ブルボンさん。名前は出さなかったけど、たぶんそうだ。

 

「ねえ、モエちゃん」

 

「はい」

 

「青いバラ、覚えてる?」

 

心臓が、どくん、と鳴った。

 

「……覚えてます」

 

「あの時と今と、何か変わった……?」

 

変わったか。

一年前の自分と、今の自分。

 

あの時は、体が言うことを聞かないのが怖かった。

2000メートルを走りたいのに、1200メートルの体が拒絶する。自分の意志と体のミスマッチが、たまらなく怖かった。

 

今は——

 

「……前は、体が言うことを聞かないのが怖かった」

 

ライスさんが、静かに聞いている。

 

「今は……体が勝手に動くのが怖い」

 

言ってしまった。

誰にも言っていなかった。絢原さんにもタキオンさんにも、こういう言い方ではしていなかった。

 

ライスさんが、少しだけ目を見開いた。

それから、きつねうどんの箸を置いて、小さく頷いた。

 

「……怖いものが変わったなら、モエちゃんも変わったんだよ」

 

「…………」

 

「前は止まってた。体が動かなくて。今は動いてる。……動きすぎて怖い、っていうのは、走ってる子の怖さだよ。立ち止まってる子の怖さじゃない」

 

ライスさんの声は小さい。消え入りそう。でも、一言一言に、芯がある。

この人は普段、おどおどしている。「ごめんなさい」が先に出る人。

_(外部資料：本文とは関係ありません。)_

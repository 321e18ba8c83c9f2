use crate::error::{LoxError, Result};
use crate::token::Token;
use crate::value::Value;
use std::cell::RefCell;
use std::collections::HashMap;
use std::rc::Rc;

/// One scope frame: name → value bindings plus a link to the next‑outer
/// frame. Frames are shared (`Rc<RefCell<_>>`) between the active call stack
/// and any closure that captured them, so writes are visible to every holder.
#[derive(Debug, Default)]
pub struct Environment {
    values: HashMap<String, Value>,
    enclosing: Option<Rc<RefCell<Environment>>>,
}

impl Environment {
    pub fn new() -> Self {
        Environment {
            values: HashMap::new(),
            enclosing: None,
        }
    }

    pub fn with_enclosing(enclosing: Rc<RefCell<Environment>>) -> Self {
        Environment {
            values: HashMap::new(),
            enclosing: Some(enclosing),
        }
    }

    /// Bind `name` in this frame only, overwriting any previous binding.
    pub fn define(&mut self, name: &str, value: Value) {
        self.values.insert(name.to_string(), value);
    }

    pub fn get(&self, name: &Token) -> Result<Value> {
        if let Some(value) = self.values.get(&name.lexeme) {
            Ok(value.clone())
        } else if let Some(enclosing) = &self.enclosing {
            enclosing.borrow().get(name)
        } else {
            Err(undefined(name))
        }
    }

    /// Overwrite the nearest frame that already binds `name`.
    pub fn assign(&mut self, name: &Token, value: Value) -> Result<()> {
        if let Some(slot) = self.values.get_mut(&name.lexeme) {
            *slot = value;
            Ok(())
        } else if let Some(enclosing) = &self.enclosing {
            enclosing.borrow_mut().assign(name, value)
        } else {
            Err(undefined(name))
        }
    }

    /// Read `name` from the frame exactly `distance` hops up the chain.
    /// `None` means the chain does not have the shape the resolver promised.
    pub fn get_at(&self, distance: usize, name: &str) -> Option<Value> {
        if distance == 0 {
            return self.values.get(name).cloned();
        }

        self.enclosing.as_ref()?.borrow().get_at(distance - 1, name)
    }

    /// Write `name` in the frame exactly `distance` hops up the chain.
    /// Returns `false` if that frame does not bind `name`.
    pub fn assign_at(&mut self, distance: usize, name: &str, value: Value) -> bool {
        if distance == 0 {
            return match self.values.get_mut(name) {
                Some(slot) => {
                    *slot = value;
                    true
                }
                None => false,
            };
        }

        match &self.enclosing {
            Some(enclosing) => enclosing
                .borrow_mut()
                .assign_at(distance - 1, name, value),
            None => false,
        }
    }
}

fn undefined(name: &Token) -> LoxError {
    LoxError::runtime(name, format!("Undefined variable '{}'.", name.lexeme))
}
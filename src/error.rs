//! Centralised error hierarchy for the **Lox interpreter core**.
//!
//! The resolver and the runtime convert their failure modes into one of the
//! variants defined here, which gives the crate a uniform `Result<T>` alias.
//! Static diagnostics are accumulated by the resolver and handed back as a
//! single [`LoxError::Static`]; runtime errors abort the run at the first one.
//!
//! The module **does not** print diagnostics itself

use std::io;
use thiserror::Error;

use log::info;

use crate::token::{Token, TokenType};

/// Canonical error type used throughout the interpreter.
#[derive(Debug, Error)]
#[non_exhaustive]
pub enum LoxError {
    /// One static‑analysis (resolution) diagnostic.
    #[error("[line {line}] Error{location}: {message}")]
    Resolve {
        /// Human‑readable description.
        message: String,

        /// 1‑based line where the error occurred.
        line: usize,

        /// ` at 'lexeme'`, or ` at end` for the EOF token.
        location: String,
    },

    /// Every diagnostic reported by one resolver pass, in source order.
    #[error("{}", render_lines(.0))]
    Static(Vec<LoxError>),

    /// Runtime evaluation error, carrying the offending token.
    #[error("{message}\n[line {}]", .token.line)]
    Runtime { token: Token, message: String },

    /// A host function could not produce its result.
    #[error("Native function '{name}' failed: {message}")]
    Native {
        name: &'static str,
        message: String,
    },

    /// The resolution table and the environment chain disagree.
    #[error("Internal error: {0}")]
    Internal(String),

    /// Wrapper around `std::io::Error` (transparent). Raised when `print`
    /// output cannot be written.
    #[error(transparent)]
    Io(#[from] io::Error),
}

impl LoxError {
    /// Helper constructor for the **resolver**.
    pub fn resolve<S: Into<String>>(token: &Token, msg: S) -> Self {
        let message: String = msg.into();

        info!(
            "Creating Resolve error: line={}, msg={}",
            token.line, message
        );

        let location = if token.token_type == TokenType::EOF {
            " at end".to_string()
        } else {
            format!(" at '{}'", token.lexeme)
        };

        LoxError::Resolve {
            message,
            line: token.line,
            location,
        }
    }

    /// Helper constructor for the **runtime**.
    pub fn runtime<S: Into<String>>(token: &Token, msg: S) -> Self {
        let message: String = msg.into();

        info!(
            "Creating Runtime error: line={}, msg={}",
            token.line, message
        );

        LoxError::Runtime {
            token: token.clone(),
            message,
        }
    }

    /// Line of the offending token, when the error has one.
    pub fn line(&self) -> Option<usize> {
        match self {
            LoxError::Resolve { line, .. } => Some(*line),
            LoxError::Runtime { token, .. } => Some(token.line),
            _ => None,
        }
    }
}

fn render_lines(errors: &[LoxError]) -> String {
    errors
        .iter()
        .map(ToString::to_string)
        .collect::<Vec<_>>()
        .join("\n")
}

/// Crate‑wide `Result` alias.
pub type Result<T> = std::result::Result<T, LoxError>;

でも、こうやって誰かの痛みについて語る時だけ、声が変わる。

 

自分の中に同じ痛みがあるから。

 

「……ライスは、偉そうなこと言えないけど」

 

ライスさんがおにぎりを一つ取って、両手で包んだ。丸い。小さい手。

 

「怖いまま走れるなら、それでいいと思うの。……ライスも、ずっと怖かったから」

 

菊花賞の時も。天皇賞の時も。

勝ったら誰かの夢を壊す。走れば走るほど、ヒールになる。

怖くて、逃げ出しそうになった。

 

でも、走った。

 

「走らないのも怖いし、走るのも怖いなら……走った方がいい、って。ライスはそう思ったの」

 

「…………」

 

「だって、走った先には何かあるかもしれないけど、止まった先には何もないから」

 

しばらく、二人とも黙っていた。

マーチャンがカレーうどんの汁を静かにすすっている。この子は空気を読む。読んだ上で、ちゃんとうどんを食べ切る。

 

ライスさんがおにぎりを食べ終わって、もう一つに手を伸ばした。……この人、小柄なのによく食べる。

 

「……ライスさん」

 

「ん?」

 

「あの時、ありがとうございました。青いバラの話。……ずっと覚えてました」

 

ライスさんが、一瞬だけ目を見開いて、それからふわっと笑った。

右目の前髪が揺れて、一瞬だけ両方の瞳が見えた。綺麗な色。

 

「……頑張ってね、ヒーローさん」

 

同じ言葉。一年前と、同じ言葉。

 

でも、聞こえ方が全然違う。

 

あの時の「ヒーローさん」は、泥の中でもがく私への励まし。

今の「ヒーローさん」は、立ち上がって走り出した私への、祝福。

 

——祝福。

ライスシャワー。祝福の名前を持つ人が、私に祝福をくれた。

 

ライスさんが去っていった。小さな背中。長い黒髪と、大きなウマ耳。トレーを持つ手が少し震えている。人混みが怖いのかもしれない。それでもちゃんと歩いていく。

 

「……いい人ですねぇ、ライスシャワーさん」

 

マーチャンがぽつりと言った。

 

「……うん」

 

「モエちゃん、ちょっと泣きそうな顔してます」

 

「……してない」

 

「してます」

 

「……してない。鮭が辛かっただけ」

 

「鮭は辛くないのです」

 

……ばれてる。

 

食堂を出る。午後の日差しが、廊下に差し込んでいる。

 

ヒーローさん。

 

あの頃の私は、その呼び方の意味が分からなかった。

自分のことをヒーローだなんて、思ったことがなかった。

 

今も分からない。でも、ライスさんがそう呼んでくれるなら、そうありたいと思う。

 

……高松宮記念。あと少し。

 

 

 

~~

 

 

 

放課後。第三練習場。

 

高松宮記念まで、あと十日。

 

「1200メートルを三本。インターバルは三分。ペースは——」

 

「本番想定で」

 

絢原さんの言葉を遮った。

 

「……本番想定だと、かなりキツいぞ」

 

「キツくていい。本番はもっとキツい」

 

絢原さんが一瞬黙って、それから頷いた。

 

「分かった。タイムは俺が計る。タキオンのセンサーもつけろ」

 

手首と足首にセンサーを巻く。タキオンさんは今日は来ていない。「データはリモートで見るよ。実験室から出るのが面倒でね」と言っていた。相変わらずだ。

 

ダートのコース。400メートルの楕円。短い直線と、きついカーブ。

本番の中京の芝1200メートルとは全然違うけど、スピードの感覚を体に叩き込むには十分。

 

一本目。

 

スタートの瞬間、体が弾けた。

 

速い。自分でも分かる。

退院直後とは比べものにならない。阪神カップの時よりも、フェブラリーSの時よりも、体が軽い。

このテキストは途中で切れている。